APRENDIENDO A ORAR COMO JESÚS

Orar tiene el propósito de comunicarnos con Dios. Elevar en acción de gracias nuestras peticiones, súplicas, alabanzas, ruegos y lamentos; necesitamos esta diaria comunicación con el Padre celestial. Y, nuestro mejor ejemplo siempre es Jesús.


Levantándose muy de mañana, siendo aún muy oscuro, salió y se fue a un lugar desierto, y allí oraba.

Marcos 1:35–36 VRV60


Sí, Jesús es siempre nuestro ejemplo en todo. Él nos enseñó con sus acciones además de Su instrucción. Jesús es quien nos enseña a orar fielmente, con propósito de agradar a Dios.


Estas cosas habló Jesús, y levantando los ojos al cielo, dijo: Padre, la hora ha llegado; glorifica a tu Hijo, para que también tu Hijo te glorifique a ti; como le has dado potestad sobre toda carne, para que dé vida eterna a todos los que le diste.

Juan 17:1-2 VRV60


Él oró por sí mismo, rogando al Padre porque Sus propósitos eternos sean cumplidos a través de su vida. Y es quien hizo posible que la eternidad sea accesible para nosotros.


En seguida hizo a sus discípulos entrar en la barca e ir delante de él a Betsaida, en la otra ribera, entre tanto que él despedía a la multitud. Y después que los hubo despedido, se fue al monte a orar…

Marcos 6:45–46 VRV60


Al final de un día muy ocupado enseñando a la multitud, donde proveyó para ellos, después que alimentó a más de cinco mil personas, Jesús buscó el espacio y la oportunidad, Él oró. Con Su ejemplo no puedes hallar excusas para no hacer lo mismo.

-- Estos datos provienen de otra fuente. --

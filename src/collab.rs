//! Collaborator contracts.
//!
//! The core never touches a terminal, a config file, or a CLI argument
//! parser directly. It talks to two narrow traits instead: [`Ui`] (ask
//! the embedder to surface progress or a message) and [`Config`] (ask
//! the embedder for tuning knobs, mailbox lists, filter rules, and tag
//! names). [`InMemoryConfig`] and [`RecordingUi`] are reference/test
//! implementations; a real application or a `config.rc` reader is
//! expected to provide its own.

use std::collections::HashMap;
use std::path::{Path, PathBuf};
use std::sync::Mutex;

use crate::error::Result;
use crate::mbox::MboxReader;

/// Everything the core needs to say to a user, without knowing how.
///
/// The core never writes to stdio directly; every user-visible message
/// goes through one of these five calls.
pub trait Ui {
    /// Coarse-grained progress during a long operation (scan, optimize).
    fn mark(&self, progress: &str);
    /// A recoverable problem the user should know about.
    fn warning(&self, msg: &str);
    /// An operation-aborting problem.
    fn error(&self, msg: &str);
    /// An asynchronous notification unrelated to the caller's current call.
    fn notify(&self, msg: &str);
    /// Plain informational text.
    fn say(&self, text: &str);
}

/// A `Ui` that discards everything. Useful for tests and headless use.
pub struct NullUi;

impl Ui for NullUi {
    fn mark(&self, _progress: &str) {}
    fn warning(&self, _msg: &str) {}
    fn error(&self, _msg: &str) {}
    fn notify(&self, _msg: &str) {}
    fn say(&self, _text: &str) {}
}

/// A `Ui` that records every call, in order, for test assertions.
#[derive(Default)]
pub struct RecordingUi {
    calls: Mutex<Vec<String>>,
}

impl RecordingUi {
    pub fn new() -> Self {
        Self::default()
    }

    pub fn calls(&self) -> Vec<String> {
        self.calls.lock().unwrap().clone()
    }

    fn record(&self, kind: &str, msg: &str) {
        self.calls.lock().unwrap().push(format!("{kind}: {msg}"));
    }
}

impl Ui for RecordingUi {
    fn mark(&self, progress: &str) {
        self.record("mark", progress);
    }
    fn warning(&self, msg: &str) {
        self.record("warning", msg);
    }
    fn error(&self, msg: &str) {
        self.record("error", msg);
    }
    fn notify(&self, msg: &str) {
        self.record("notify", msg);
    }
    fn say(&self, text: &str) {
        self.record("say", text);
    }
}

/// A single filter rule: either match every message (`terms: None`, the
/// `*` rule) or match a boolean query, and apply a list of tag mutations
/// to whatever matches.
#[derive(Clone, Debug)]
pub struct FilterRule {
    pub id: String,
    pub terms: Option<String>,
    pub tag_ops: Vec<TagOp>,
}

/// A signed tag reference inside a filter rule (`+inbox`, `-spam`).
#[derive(Clone, Debug, PartialEq, Eq)]
pub enum TagOp {
    Add(String),
    Remove(String),
}

/// Everything the core learns about its environment through one trait.
///
/// Mailbox ids are 3-character, zero-padded base36 strings.
pub trait Config {
    fn get_int(&self, key: &str, default: i64) -> i64;
    fn get_str(&self, key: &str, default: &str) -> String;

    /// Root directory for this profile's on-disk state.
    fn workdir(&self) -> PathBuf;
    /// Path to the metadata index file.
    fn mailindex_file(&self) -> PathBuf;
    /// Root directory of the posting-list shard store.
    fn postinglist_dir(&self) -> PathBuf;
    /// Path for a given mailbox's persisted TOC snapshot.
    fn mbox_snapshot_path(&self, mailbox_id: &str) -> PathBuf;

    /// Filter rules, in application order.
    fn get_filters(&self) -> Vec<FilterRule>;
    /// Mailboxes to scan, in scan order, as `(mailbox_id, path)`.
    fn get_mailboxes(&self) -> Vec<(String, PathBuf)>;
    /// Open (or create) the reader for one configured mailbox.
    fn open_mailbox(&self, mailbox_id: &str, path: &Path) -> Result<MboxReader>;

    /// Tag id -> display name.
    fn tags(&self) -> HashMap<String, String>;
    /// Mailbox id -> path, for fast lookup outside scan order.
    fn mailbox_dict(&self) -> HashMap<String, PathBuf>;
}

/// A plain in-memory `Config`, suitable for embedding without a
/// `config.rc` file and for this crate's own tests.
#[derive(Default)]
pub struct InMemoryConfig {
    pub ints: HashMap<String, i64>,
    pub strs: HashMap<String, String>,
    pub workdir: PathBuf,
    pub filters: Vec<FilterRule>,
    pub mailboxes: Vec<(String, PathBuf)>,
    pub tags: HashMap<String, String>,
}

impl InMemoryConfig {
    pub fn new(workdir: impl Into<PathBuf>) -> Self {
        Self {
            workdir: workdir.into(),
            ..Self::default()
        }
    }

    pub fn with_int(mut self, key: &str, value: i64) -> Self {
        self.ints.insert(key.to_string(), value);
        self
    }

    pub fn with_mailbox(mut self, id: &str, path: impl Into<PathBuf>) -> Self {
        self.mailboxes.push((id.to_string(), path.into()));
        self
    }

    pub fn with_filter(mut self, rule: FilterRule) -> Self {
        self.filters.push(rule);
        self
    }
}

impl Config for InMemoryConfig {
    fn get_int(&self, key: &str, default: i64) -> i64 {
        self.ints.get(key).copied().unwrap_or(default)
    }

    fn get_str(&self, key: &str, default: &str) -> String {
        self.strs.get(key).cloned().unwrap_or_else(|| default.to_string())
    }

    fn workdir(&self) -> PathBuf {
        self.workdir.clone()
    }

    fn mailindex_file(&self) -> PathBuf {
        self.workdir.join("mailindex")
    }

    fn postinglist_dir(&self) -> PathBuf {
        self.workdir.join("search")
    }

    fn mbox_snapshot_path(&self, mailbox_id: &str) -> PathBuf {
        self.workdir.join("mailboxes").join(format!("{mailbox_id}.toc"))
    }

    fn get_filters(&self) -> Vec<FilterRule> {
        self.filters.clone()
    }

    fn get_mailboxes(&self) -> Vec<(String, PathBuf)> {
        self.mailboxes.clone()
    }

    fn open_mailbox(&self, mailbox_id: &str, path: &Path) -> Result<MboxReader> {
        MboxReader::open(mailbox_id, path, self.mbox_snapshot_path(mailbox_id))
    }

    fn tags(&self) -> HashMap<String, String> {
        self.tags.clone()
    }

    fn mailbox_dict(&self) -> HashMap<String, PathBuf> {
        self.mailboxes.iter().cloned().collect()
    }
}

Vinieron, pues, a un lugar que se llama Getsemaní, y dijo a sus discípulos: Sentaos aquí, entre tanto que yo oro. Y tomó consigo a Pedro, a Jacobo y a Juan, y comenzó a entristecerse y a angustiarse. Y les dijo: Mi alma está muy triste, hasta la muerte; quedaos aquí y velad. Yéndose un poco adelante, se postró en tierra, y oró que si fuese posible, pasase de él aquella hora. Y decía: Abba, Padre, todas las cosas son posibles para ti; aparta de mí esta copa; mas no lo que yo quiero, sino lo que tú.

Marcos 14:32-36 VRV60


Jesús nos dejó el mejor de los ejemplos cuando oró al Padre antes de su muerte, el relato bíblico registró para nosotros que Él oraba porque se hiciera la voluntad del Padre y no la suya.


Orad sin cesar. Dad gracias en todo, porque esta es la voluntad de Dios para con vosotros en Cristo Jesús.

1 Tesalonicenses 5:17 VRV60


¿Deberíamos de seguir el fiel ejemplo de Jesús delante de Dios el Padre? El mandato apostólico es no dejar de orar, en todo tiempo y cada circunstancia; sin duda alguna, Jesús es quien nos enseña a orar, a vivir centrados en los propósitos eternos. 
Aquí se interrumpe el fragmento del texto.